Before starting this tutorial, make sure you:

Have successfully logged into Euler (see Getting started)
Are familiar with basic Linux commands (see Linux command line)
Understand what SLURM is (see SLURM Overview)

What you'll learn¶

How to write a simple job script
How to submit jobs using sbatch
How to monitor job status with squeue and myjobs
How to retrieve and understand job output
Common troubleshooting steps

Step 1: Understanding the environment¶

First, let's explore where you are and what's available:

# Check your current location
pwd

Expected output: /cluster/home/yourusername

# Check available storage
lquota

Expected output: A table showing your storage quotas for home, scratch, and any group storage.

# Check what modules are available
module avail

Step 2: Create your first job script¶

Let's create a simple job that demonstrates basic SLURM functionality.

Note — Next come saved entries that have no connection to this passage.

//! In-process chain-sync transport fed by a Tokio channel.
//!
//! Hosts that bridge an external chain-sync client (or replay a recorded
//! stream) push [`ChainSyncEvent`]s into the sender; a single background task
//! delivers them to the handler one at a time, waiting on each event's
//! [`RequestNext`] before reading the next one.

use std::sync::{Arc, Mutex};

use async_trait::async_trait;
use tokio::sync::{mpsc, oneshot, watch};
use tokio::task::JoinHandle;
use tracing::{debug, error, info, warn};

use crate::config::ConnectionConfig;
use crate::error::FollowerError;
use crate::transport::{
    ChainSyncClient, ChainSyncConnector, ChainSyncEvent, ChainSyncHandler, RequestNext,
};
use crate::types::Point;

/// Connector whose events come from an in-process channel.
///
/// Only one client can be connected per connector.
pub struct ChannelConnector {
    events: Mutex<Option<(mpsc::Receiver<ChainSyncEvent>, watch::Sender<bool>)>>,
    finished: watch::Receiver<bool>,
}

impl ChannelConnector {
    /// Create a connector and the sender that feeds it.
    pub fn new(capacity: usize) -> (Self, mpsc::Sender<ChainSyncEvent>) {
        let (tx, rx) = mpsc::channel(capacity);
        let (done_tx, done_rx) = watch::channel(false);
        let connector = Self {
            events: Mutex::new(Some((rx, done_tx))),
            finished: done_rx,
        };
        (connector, tx)
    }

    /// Handle that resolves once the connected client's delivery task ends.
    pub fn finished(&self) -> SyncFinished {
        SyncFinished(self.finished.clone())
    }
}

/// Completion signal of a channel subscription.
///
/// Also resolves if the client is dropped without ever starting.
#[derive(Clone)]
pub struct SyncFinished(watch::Receiver<bool>);

impl SyncFinished {
    pub async fn wait(mut self) {
        loop {
            let done = *self.0.borrow_and_update();
            if done || self.0.changed().await.is_err() {
                return;
            }
        }
    }
}

#[async_trait]
impl ChainSyncConnector for ChannelConnector {
    async fn connect(
        &self,
        config: &ConnectionConfig,
        handler: Arc<dyn ChainSyncHandler>,
    ) -> Result<Box<dyn ChainSyncClient>, FollowerError> {
        let (events, done) = self
            .events
            .lock()
            .unwrap()
            .take()
            .ok_or_else(|| FollowerError::Transport("channel connector already used".into()))?;
        debug!(url = %config.url(), "channel transport connected");
        Ok(Box::new(ChannelSyncClient::with_done(handler, events, done)))
    }
}

struct RunningSync {
    stop_tx: oneshot::Sender<()>,
    task: JoinHandle<Result<(), FollowerError>>,
}

/// Client half of the channel transport.
pub struct ChannelSyncClient {
    handler: Arc<dyn ChainSyncHandler>,
    events: Mutex<Option<(mpsc::Receiver<ChainSyncEvent>, watch::Sender<bool>)>>,
    running: Mutex<Option<RunningSync>>,
}

impl ChannelSyncClient {
    pub fn new(handler: Arc<dyn ChainSyncHandler>, events: mpsc::Receiver<ChainSyncEvent>) -> Self {
        Self::with_done(handler, events, watch::channel(false).0)
    }

    fn with_done(
        handler: Arc<dyn ChainSyncHandler>,
        events: mpsc::Receiver<ChainSyncEvent>,
        done: watch::Sender<bool>,
    ) -> Self {
        Self {
            handler,
            events: Mutex::new(Some((events, done))),
            running: Mutex::new(None),
        }
    }

    /// Returns `true` once the delivery task has ended (or was never started).
    pub fn is_finished(&self) -> bool {
        self.running
            .lock()
            .unwrap()
            .as_ref()
            .map_or(true, |r| r.task.is_finished())
    }
}

/// Pick the candidate with the highest slot; genesis if none.
pub fn select_intersection(points: &[Point]) -> Point {
    points
        .iter()
        .max_by_key(|p| p.slot())
        .cloned()
        .unwrap_or(Point::Origin)
}

#[async_trait]
impl ChainSyncClient for ChannelSyncClient {
    async fn start_sync(&self, points: Vec<Point>) -> Result<Point, FollowerError> {
        let (events, done) = self
            .events
            .lock()
            .unwrap()
            .take()
            .ok_or_else(|| FollowerError::Transport("sync already started".into()))?;

        let intersection = select_intersection(&points);
        info!(intersection = %intersection, candidates = points.len(), "Starting chain sync");

        let (stop_tx, stop_rx) = oneshot::channel();
        let handler = Arc::clone(&self.handler);
        let task = tokio::spawn(async move {
            let result = run_sync(handler, events, stop_rx).await;
            let _ = done.send(true);
            result
        });
        *self.running.lock().unwrap() = Some(RunningSync { stop_tx, task });
        Ok(intersection)
    }

    async fn shutdown(&self) -> Result<(), FollowerError> {
        let running = self.running.lock().unwrap().take();
        let Some(RunningSync { stop_tx, task }) = running else {
            return Ok(());
        };
        // The task may have ended on its own already.
        let _ = stop_tx.send(());
        match task.await {
            Ok(result) => result,
            Err(e) => Err(FollowerError::Transport(format!("sync task failed: {e}"))),
        }
    }
}

/// Deliver events until the channel closes, shutdown is signalled, or an
/// event fails.
async fn run_sync(
    handler: Arc<dyn ChainSyncHandler>,
    mut events: mpsc::Receiver<ChainSyncEvent>,
    mut stop_rx: oneshot::Receiver<()>,
) -> Result<(), FollowerError> {
    let mut delivered = 0u64;
    loop {
        // Shutdown is only observed between events.
        let event = tokio::select! {
            biased;
            _ = &mut stop_rx => {
                debug!(delivered, "chain sync stopped");
                return Ok(());
            }
            event = events.recv() => match event {
                Some(event) => event,
                None => {
                    info!(delivered, "chain sync source closed");
                    return Ok(());
                }
            },
        };

        let (next, requested) = RequestNext::channel();
        if let Err(e) = handler.dispatch(event, next).await {
            error!(error = %e, delivered, "event processing failed, halting chain sync");
            return Err(e);
        }
        if !requested.wait().await {
            warn!(delivered, "handler did not request the next event, halting chain sync");
            return Err(FollowerError::Transport(
                "handler dropped the continuation".into(),
            ));
        }
        delivered += 1;
    }
}
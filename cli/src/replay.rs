//! `chainfollow replay`: run a recorded chain-sync stream through the follower.
//!
//! The event file is either a JSON array of events or one event per line.
//! Every event is fed through the channel transport into the configured
//! backends: in-memory by default, Postgres when `database.url` is set (needs
//! the `postgres` feature). The in-memory projection and published jobs are
//! reported as JSON.

use std::path::{Path, PathBuf};
use std::sync::Arc;

use anyhow::{anyhow, bail, Context, Result};
use serde::Serialize;
use tracing::{info, warn};

use chainfollow_core::{
    Asset, ChainFollower, ChainSyncEvent, ChannelConnector, FollowerConfig, JobQueue, Point,
    ProjectionStore,
};
use chainfollow_storage::{InMemoryAssetStore, MemoryJobQueue, QueuedJob};

const CHANNEL_CAPACITY: usize = 64;

/// Parsed arguments of `replay`.
#[derive(Debug, PartialEq, Eq)]
pub struct ReplayArgs {
    pub events: PathBuf,
    pub config: Option<PathBuf>,
}

impl ReplayArgs {
    /// Parse the arguments following the `replay` command word.
    pub fn parse(args: &[String]) -> Result<Self> {
        let mut events = None;
        let mut config = None;
        let mut iter = args.iter();
        while let Some(arg) = iter.next() {
            match arg.as_str() {
                "--config" | "-c" => {
                    let path = iter.next().ok_or_else(|| anyhow!("--config needs a file"))?;
                    config = Some(PathBuf::from(path));
                }
                flag if flag.starts_with('-') => bail!("unknown option: {flag}"),
                path if events.is_none() => events = Some(PathBuf::from(path)),
                extra => bail!("unexpected argument: {extra}"),
            }
        }
        Ok(Self {
            events: events.ok_or_else(|| anyhow!("missing <events.json>"))?,
            config,
        })
    }
}

/// Load the config file, or defaults when none was given.
pub fn load_config(path: Option<&Path>) -> Result<FollowerConfig> {
    let Some(path) = path else {
        return Ok(FollowerConfig::default());
    };
    let text = std::fs::read_to_string(path)
        .with_context(|| format!("reading config {}", path.display()))?;
    FollowerConfig::from_json(&text).with_context(|| format!("parsing config {}", path.display()))
}

/// Parse a JSON array of events, or newline-delimited events.
pub fn parse_events(text: &str) -> Result<Vec<ChainSyncEvent>> {
    if text.trim_start().starts_with('[') {
        return serde_json::from_str(text).context("parsing event array");
    }
    text.lines()
        .enumerate()
        .filter(|(_, line)| !line.trim().is_empty())
        .map(|(i, line)| {
            serde_json::from_str(line).with_context(|| format!("parsing event on line {}", i + 1))
        })
        .collect()
}

/// Outcome of a replay.
#[derive(Debug, Serialize)]
#[serde(rename_all = "camelCase")]
pub struct ReplaySummary {
    /// `"memory"` or `"postgres"`.
    pub backend: &'static str,
    pub intersection: Point,
    /// Events handed to the transport.
    pub events_fed: usize,
    pub events_total: usize,
    /// Projection after the replay; in-memory backend only.
    pub assets: Vec<Asset>,
    /// Published jobs; in-memory backend only.
    pub jobs: Vec<QueuedJob>,
    /// Why the stream halted, if it did.
    #[serde(skip_serializing_if = "Option::is_none")]
    pub error: Option<String>,
}

/// Feed `events` through a follower backed by the configured stores.
pub async fn replay(config: &FollowerConfig, events: Vec<ChainSyncEvent>) -> Result<ReplaySummary> {
    match config.database.url {
        None => replay_in_memory(config, events).await,
        #[cfg(feature = "postgres")]
        Some(_) => replay_postgres(config, events).await,
        #[cfg(not(feature = "postgres"))]
        Some(_) => bail!("database.url is set but chainfollow was built without the `postgres` feature"),
    }
}

async fn replay_in_memory(
    config: &FollowerConfig,
    events: Vec<ChainSyncEvent>,
) -> Result<ReplaySummary> {
    let store = Arc::new(InMemoryAssetStore::new());
    let queue = Arc::new(MemoryJobQueue::new());
    let mut summary = run(config, store.clone(), queue.clone(), events).await?;
    summary.assets = store.assets();
    summary.jobs = queue.jobs();
    info!(assets = summary.assets.len(), jobs = summary.jobs.len(), "Replay complete");
    Ok(summary)
}

#[cfg(feature = "postgres")]
async fn replay_postgres(
    config: &FollowerConfig,
    events: Vec<ChainSyncEvent>,
) -> Result<ReplaySummary> {
    use chainfollow_storage::postgres::{connect_pool, PostgresAssetStore, PostgresJobQueue};

    let pool = connect_pool(&config.database).await?;
    let store = Arc::new(PostgresAssetStore::new(pool.clone()).await?);
    let queue = Arc::new(PostgresJobQueue::new(pool));
    let mut summary = run(config, store, queue, events).await?;
    summary.backend = "postgres";
    info!(events_fed = summary.events_fed, "Replay complete");
    Ok(summary)
}

async fn run(
    config: &FollowerConfig,
    store: Arc<dyn ProjectionStore>,
    queue: Arc<dyn JobQueue>,
    events: Vec<ChainSyncEvent>,
) -> Result<ReplaySummary> {
    let (connector, tx) = ChannelConnector::new(CHANNEL_CAPACITY);
    let finished = connector.finished();

    let mut follower = ChainFollower::new(store, queue, Box::new(connector));
    follower.initialize(&config.connection).await?;
    let intersection = follower.start(Vec::new()).await?;

    let events_total = events.len();
    let mut events_fed = 0;
    for event in events {
        if tx.send(event).await.is_err() {
            warn!(events_fed, events_total, "chain sync halted, dropping remaining events");
            break;
        }
        events_fed += 1;
    }
    drop(tx);
    finished.wait().await;

    let error = follower.shutdown().await.err().map(|e| e.to_string());
    Ok(ReplaySummary {
        backend: "memory",
        intersection,
        events_fed,
        events_total,
        assets: Vec::new(),
        jobs: Vec::new(),
        error,
    })
}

We'll make a script that:

Prints system information
Runs a simple calculation
Creates some output files

Create a new file called my_first_job.sh:

nano my_first_job.sh

Copy and paste this content into the file:

#!/bin/bash
#SBATCH --job-name=my_first_job
#SBATCH --time=00:05:00
#SBATCH --ntasks=1
#SBATCH --cpus-per-task=1
#SBATCH --mem-per-cpu=1G
#SBATCH --output=first_job_%j.out
#SBATCH --error=first_job_%j.err

# Print job information
echo "=========================================="
echo "Job started on: $(date)"
echo "Job ID: $SLURM_JOB_ID"
echo "Running on node: $SLURMD_NODENAME"
echo "Number of CPUs: $SLURM_CPUS_PER_TASK"
echo "Working directory: $PWD"
echo "=========================================="

# Print system information
echo "System information:"
echo "Hostname: $(hostname)"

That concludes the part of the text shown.